DESCRIPTION OF THE TASK — Search the entries below for the string "against" and copy the lines that hold it.
BEGIN DATASET RECORDS
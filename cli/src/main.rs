//! brokergate — connection authorizer command line driver.
//!
//! Runs the same pipeline the gateway invokes, against a credential table
//! stored in a JSON file. Useful for checking table entries and reproducing
//! decisions locally.
//!
//! Usage:
//!   cargo run -p brokergate-cli -- validate --event demos/mqtt_auth.json
//!   cargo run -p brokergate-cli -- decide --event demos/mqtt_auth.json --table demos/table.json
//!
//! Without `--table`, the configured `table_name` (DYNAMO_TABLE_NAME) names
//! the table file.

use std::path::{Path, PathBuf};

use clap::{Parser, Subcommand};
use tracing::debug;
use tracing_subscriber::EnvFilter;

use brokergate_contracts::{
    config::AuthorizerConfig,
    error::{BrokerGateError, BrokerGateResult},
    policy::PolicyDecision,
};
use brokergate_core::Authorizer;
use brokergate_policy::IotPolicySynthesizer;
use brokergate_store::JsonFileConnector;
use brokergate_verify::EnvelopeVerifier;

// ── CLI definition ────────────────────────────────────────────────────────────

/// brokergate — per-connection authorization decisions for an MQTT broker.
#[derive(Parser)]
#[command(
    name = "brokergate",
    about = "MQTT broker connection authorizer",
    long_about = "Validates gateway authorizer requests and produces the policy\n\
                  decision the broker would receive for them."
)]
struct Cli {
    /// TOML configuration file. Environment variables are used when omitted.
    #[arg(long, global = true)]
    config: Option<PathBuf>,

    #[command(subcommand)]
    command: Command,
}

#[derive(Subcommand)]
enum Command {
    /// Check an authorizer request envelope without deciding on it.
    Validate {
        /// JSON file holding the gateway event.
        #[arg(long)]
        event: PathBuf,
    },
    /// Decide on an authorizer request and print the response envelope.
    Decide {
        /// JSON file holding the gateway event.
        #[arg(long)]
        event: PathBuf,
        /// JSON file holding the credential table (an array of items).
        /// Defaults to the configured table name.
        #[arg(long)]
        table: Option<PathBuf>,
    },
}

// ── Entry point ───────────────────────────────────────────────────────────────

fn main() {
    // Initialize structured logging.  Set RUST_LOG=debug for verbose output.
    tracing_subscriber::fmt()
        .with_env_filter(
            EnvFilter::try_from_default_env().unwrap_or_else(|_| EnvFilter::new("warn")),
        )
        .with_target(false)
        .with_writer(std::io::stderr)
        .compact()
        .init();

    let cli = Cli::parse();

    let result = match cli.command {
        Command::Validate { event } => run_validate(&event),
        Command::Decide { event, table } => run_decide(cli.config.as_deref(), &event, table.as_deref()),
    };

    if let Err(e) = result {
        eprintln!("brokergate error: {}", e);
        std::process::exit(1);
    }
}

// ── Commands ──────────────────────────────────────────────────────────────────

fn run_validate(event: &Path) -> BrokerGateResult<()> {
    let verifier = EnvelopeVerifier::new()?;
    verifier.parse_request(read_json(event)?)?;
    println!("ok");
    Ok(())
}

fn run_decide(config_path: Option<&Path>, event: &Path, table: Option<&Path>) -> BrokerGateResult<()> {
    let config = match config_path {
        Some(path) => AuthorizerConfig::from_file(path)?,
        None => AuthorizerConfig::from_env()?,
    };
    debug!(?config, "configuration loaded");

    let decision = decide(&config, read_json(event)?, table)?;

    let rendered = serde_json::to_string_pretty(&decision).map_err(|e| {
        BrokerGateError::SchemaValidation {
            reason: format!("decision is not serializable: {}", e),
        }
    })?;
    println!("{}", rendered);
    Ok(())
}

/// Run one verified decision against the table file.
fn decide(
    config: &AuthorizerConfig,
    event: serde_json::Value,
    table: Option<&Path>,
) -> BrokerGateResult<PolicyDecision> {
    let verifier = EnvelopeVerifier::new()?;
    let input = verifier.parse_request(event)?;

    let table = table_path(config, table)?;
    debug!(table = %table.display(), "using credential table");

    let authorizer = Authorizer::new(
        config,
        Box::new(JsonFileConnector::new(table)),
        Box::new(IotPolicySynthesizer::from_config(config)),
    );
    let decision = authorizer.decide_input(input)?;

    verifier.check_response(&decision)?.into_schema_result()?;
    Ok(decision)
}

/// An explicit `--table` wins; otherwise the configured table name is the path.
fn table_path(config: &AuthorizerConfig, table: Option<&Path>) -> BrokerGateResult<PathBuf> {
    match table {
        Some(path) => Ok(path.to_path_buf()),
        None => Ok(PathBuf::from(config.require_table_name()?)),
    }
}

fn read_json(path: &Path) -> BrokerGateResult<serde_json::Value> {
    let contents = std::fs::read_to_string(path).map_err(|e| BrokerGateError::EnvelopeInvalid {
        reason: format!("failed to read '{}': {}", path.display(), e),
    })?;
    serde_json::from_str(&contents).map_err(|e| BrokerGateError::EnvelopeInvalid {
        reason: format!("'{}' is not valid JSON: {}", path.display(), e),
    })
}

// ── Tests ────────────────────────────────────────────────────────────────────

#[cfg(test)]
mod tests {
    use std::io::Write;
    use std::path::{Path, PathBuf};

    use serde_json::json;

    use brokergate_contracts::{
        config::AuthorizerConfig, error::BrokerGateError, policy::DecisionOutcome,
    };

    use super::{decide, table_path};

    fn event() -> serde_json::Value {
        json!({
            "token": "t",
            "signatureVerified": true,
            "protocols": ["tls", "mqtt"],
            "connectionMetadata": { "id": "conn-1" },
            "protocolData": {
                "mqtt": {
                    "username": "U1?x-amz-customauthorizer-name=brokergate",
                    "password": "UDE=",
                    "clientId": "C1"
                }
            }
        })
    }

    fn table_file() -> tempfile::NamedTempFile {
        let mut file = tempfile::NamedTempFile::new().unwrap();
        let table = json!([{
            "Client_ID": "C1",
            "Username": "U1",
            "Password": "P1",
            "allow_connect": true,
            "allow_read": false,
            "allow_write": false,
            "read_topic": "",
            "write_topic": ""
        }]);
        write!(file, "{}", table).unwrap();
        file
    }

    fn config(table_name: Option<&str>) -> AuthorizerConfig {
        AuthorizerConfig {
            table_name: table_name.map(str::to_string),
            region: "eu-west-1".to_string(),
            account_id: "123456789012".to_string(),
            ..AuthorizerConfig::default()
        }
    }

    #[test]
    fn test_explicit_table_overrides_config() {
        let path = table_path(&config(Some("configured.json")), Some(Path::new("given.json"))).unwrap();
        assert_eq!(path, PathBuf::from("given.json"));
    }

    #[test]
    fn test_table_falls_back_to_configured_name() {
        let path = table_path(&config(Some("configured.json")), None).unwrap();
        assert_eq!(path, PathBuf::from("configured.json"));
    }

    #[test]
    fn test_no_table_anywhere_is_config_error() {
        assert!(matches!(
            table_path(&config(None), None),
            Err(BrokerGateError::ConfigError { .. })
        ));
    }

    #[test]
    fn test_decide_reads_configured_table() {
        let file = table_file();
        let config = config(Some(file.path().to_str().unwrap()));

        let decision = decide(&config, event(), None).unwrap();
        assert_eq!(decision.outcome(), DecisionOutcome::Authenticated);
        assert_eq!(decision.password.as_deref(), Some("P1"));
        assert_eq!(decision.statements().count(), 1);
    }

    #[test]
    fn test_decide_with_unreadable_configured_table_is_setup_error() {
        let config = config(Some("/nonexistent/brokergate/table.json"));
        assert!(matches!(
            decide(&config, event(), None),
            Err(BrokerGateError::HandleSetup { .. })
        ));
    }
}
//! Schema-based envelope verifier.
//!
//! `EnvelopeVerifier` checks both directions of the gateway exchange:
//!
//! 1. **Requests** — the raw event is validated against the request schema,
//!    then strictly deserialized into an `AuthorizerInput`. Any failure is
//!    `EnvelopeInvalid` and the decision engine never sees the request.
//! 2. **Responses** — a `PolicyDecision` is serialized and validated against
//!    the response schema, then checked against the denial rules a schema
//!    cannot express.
//!
//! All failures are collected before returning so operators see the full
//! set in one pass.

use jsonschema::Validator;
use serde_json::Value;
use tracing::{debug, warn};

use brokergate_contracts::{
    claim::AuthorizerInput,
    error::{BrokerGateError, BrokerGateResult},
    policy::PolicyDecision,
    verify::{VerificationFailure, VerificationReport},
};

use crate::schema::{request_schema, response_schema};

/// Compiled request and response schemas.
pub struct EnvelopeVerifier {
    request: Validator,
    response: Validator,
}

impl EnvelopeVerifier {
    /// Compile the built-in schemas.
    pub fn new() -> BrokerGateResult<Self> {
        Self::with_schemas(&request_schema(), &response_schema())
    }

    /// Compile caller-supplied schemas.
    ///
    /// Returns `SchemaValidation` if either document is not a valid schema.
    pub fn with_schemas(request: &Value, response: &Value) -> BrokerGateResult<Self> {
        Ok(Self {
            request: compile("request", request)?,
            response: compile("response", response)?,
        })
    }

    /// Run the request schema against a raw event.
    pub fn check_request(&self, event: &Value) -> VerificationReport {
        VerificationReport::from_failures(schema_failures(&self.request, event, "request"))
    }

    /// Validate and parse a raw gateway event.
    pub fn parse_request(&self, event: Value) -> BrokerGateResult<AuthorizerInput> {
        self.check_request(&event).into_envelope_result()?;
        AuthorizerInput::from_value(event)
    }

    /// Run the response schema and denial rules against a decision.
    pub fn check_response(&self, decision: &PolicyDecision) -> BrokerGateResult<VerificationReport> {
        let value = serde_json::to_value(decision).map_err(|e| BrokerGateError::SchemaValidation {
            reason: format!("decision is not serializable: {e}"),
        })?;

        let mut failures = schema_failures(&self.response, &value, "response");
        failures.extend(denial_rule_failures(decision));

        let report = VerificationReport::from_failures(failures);
        debug!(
            passed = report.passed,
            failure_count = report.failures.len(),
            "response verification complete"
        );
        Ok(report)
    }
}

fn compile(which: &str, schema: &Value) -> BrokerGateResult<Validator> {
    jsonschema::validator_for(schema).map_err(|e| BrokerGateError::SchemaValidation {
        reason: format!("invalid {which} schema document: {e}"),
    })
}

fn schema_failures(validator: &Validator, instance: &Value, which: &str) -> Vec<VerificationFailure> {
    validator
        .iter_errors(instance)
        .map(|error| {
            let message = format!("JSON Schema violation at {}: {}", error.instance_path, error);
            warn!(envelope = which, %message, "structural validation failure");
            VerificationFailure {
                rule_id: "json-schema".to_string(),
                message,
            }
        })
        .collect()
}

/// Rules tying the echoed fields to the authenticated flag.
fn denial_rule_failures(decision: &PolicyDecision) -> Vec<VerificationFailure> {
    let mut failures = Vec::new();

    if !decision.is_authenticated {
        if decision.password.is_some() {
            failures.push(VerificationFailure {
                rule_id: "denied-no-echo".to_string(),
                message: "denied decision echoes a password".to_string(),
            });
        }
        if decision.statements().next().is_some() {
            failures.push(VerificationFailure {
                rule_id: "denied-no-statements".to_string(),
                message: "denied decision grants statements".to_string(),
            });
        }
    } else if decision.password.is_none() {
        failures.push(VerificationFailure {
            rule_id: "authenticated-echo".to_string(),
            message: "authenticated decision is missing the password echo".to_string(),
        });
    }

    failures
}

// ── Tests ─────────────────────────────────────────────────────────────────────
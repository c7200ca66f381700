//! # brokergate-store
//!
//! Reference credential tables for the brokergate authorizer.
//!
//! ## Overview
//!
//! The production table lives in an external key-value service; this crate
//! provides stand-ins that implement the same
//! [`CredentialStore`](brokergate_core::traits::CredentialStore) contract:
//!
//! - [`InMemoryCredentialStore`] / [`InMemoryConnector`] — a shared
//!   in-process table, seeded with `put_item`.
//! - [`JsonFileConnector`] — loads the table from a JSON file on each
//!   connect.
//!
//! ## Usage
//!
//! ```rust,ignore
//! use brokergate_store::JsonFileConnector;
//!
//! let connector = JsonFileConnector::new("clients.json");
//! let authorizer = Authorizer::new(&config, Box::new(connector), Box::new(synthesizer));
//! ```

pub mod file;
pub mod memory;

pub use file::JsonFileConnector;
pub use memory::{InMemoryConnector, InMemoryCredentialStore};

// ── Tests ─────────────────────────────────────────────────────────────────────
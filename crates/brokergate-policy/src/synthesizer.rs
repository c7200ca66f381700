//! Broker policy synthesis.
//!
//! `IotPolicySynthesizer` implements the `PolicySynthesizer` trait from
//! brokergate-core.
//!
//! Statement algorithm for an authenticated identity, in this fixed order:
//!
//! 1. `iot:Connect`   on `client/<client id>`      if `allow_connect`
//! 2. `iot:Subscribe` on `topicfilter/<read_topic>` if `allow_read`
//! 3. `iot:Receive`   on `topic/<read_topic>`       if `allow_read`
//! 4. `iot:Publish`   on `topic/<write_topic>`      if `allow_write`
//!
//! Subscribe and Receive are both required for reading: the broker checks
//! them on different operations. Unauthenticated decisions carry no
//! statements at all.

use tracing::debug;

use brokergate_contracts::{
    config::AuthorizerConfig,
    identity::IdentityRecord,
    policy::{PolicyAction, PolicyDecision, PolicyDocument, PolicyStatement},
};
use brokergate_core::traits::PolicySynthesizer;

use crate::principal::format_principal;

/// Builds decisions scoped to one region and account.
///
/// ```rust,ignore
/// use brokergate_policy::IotPolicySynthesizer;
///
/// let synthesizer = IotPolicySynthesizer::from_config(&config);
/// ```
#[derive(Debug, Clone)]
pub struct IotPolicySynthesizer {
    /// `arn:aws:iot:<region>:<account>`
    resource_prefix: String,
    disconnect_after_seconds: u64,
    refresh_after_seconds: u64,
}

impl IotPolicySynthesizer {
    pub fn new(
        region: &str,
        account_id: &str,
        disconnect_after_seconds: u64,
        refresh_after_seconds: u64,
    ) -> Self {
        Self {
            resource_prefix: format!("arn:aws:iot:{}:{}", region, account_id),
            disconnect_after_seconds,
            refresh_after_seconds,
        }
    }

    pub fn from_config(config: &AuthorizerConfig) -> Self {
        Self::new(
            &config.region,
            &config.account_id,
            config.disconnect_after_seconds,
            config.refresh_after_seconds,
        )
    }

    fn client_resource(&self, client_id: &str) -> String {
        format!("{}:client/{}", self.resource_prefix, client_id)
    }

    fn topic_filter_resource(&self, filter: &str) -> String {
        format!("{}:topicfilter/{}", self.resource_prefix, filter)
    }

    fn topic_resource(&self, topic: &str) -> String {
        format!("{}:topic/{}", self.resource_prefix, topic)
    }

    /// The statements an authenticated `record` is entitled to.
    pub fn statements_for(&self, record: &IdentityRecord) -> Vec<PolicyStatement> {
        let mut statements = Vec::with_capacity(4);

        if record.allow_connect {
            statements.push(PolicyStatement::allow(
                PolicyAction::Connect,
                self.client_resource(&record.client_id),
            ));
        }
        if record.allow_read {
            statements.push(PolicyStatement::allow(
                PolicyAction::Subscribe,
                self.topic_filter_resource(&record.read_topic),
            ));
            statements.push(PolicyStatement::allow(
                PolicyAction::Receive,
                self.topic_resource(&record.read_topic),
            ));
        }
        if record.allow_write {
            statements.push(PolicyStatement::allow(
                PolicyAction::Publish,
                self.topic_resource(&record.write_topic),
            ));
        }

        statements
    }
}

impl PolicySynthesizer for IotPolicySynthesizer {
    fn synthesize(
        &self,
        record: Option<&IdentityRecord>,
        authenticated: bool,
        client_id: &str,
    ) -> PolicyDecision {
        // Both the echo and the statements come from the same gate so a
        // denial can never carry part of a record.
        let granted = record.filter(|_| authenticated);

        let statements = granted
            .map(|r| self.statements_for(r))
            .unwrap_or_default();

        debug!(
            client_id = %client_id,
            authenticated = granted.is_some(),
            statement_count = statements.len(),
            "policy synthesized"
        );

        PolicyDecision {
            password: granted.map(|r| r.password.clone()),
            is_authenticated: granted.is_some(),
            principal_id: format_principal(client_id),
            disconnect_after_in_seconds: self.disconnect_after_seconds,
            refresh_after_in_seconds: self.refresh_after_seconds,
            policy_documents: vec![PolicyDocument::new(statements)],
        }
    }
}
END DATASET RECORDS
RESULT —
//! Runs the same pipeline the gateway invokes, against a credential table
/// Run one verified decision against the table file.
//! 1. **Requests** — the raw event is validated against the request schema,
//! 2. **Responses** — a `PolicyDecision` is serialized and validated against
//!    the response schema, then checked against the denial rules a schema
    /// Run the request schema against a raw event.
    /// Run the response schema and denial rules against a decision.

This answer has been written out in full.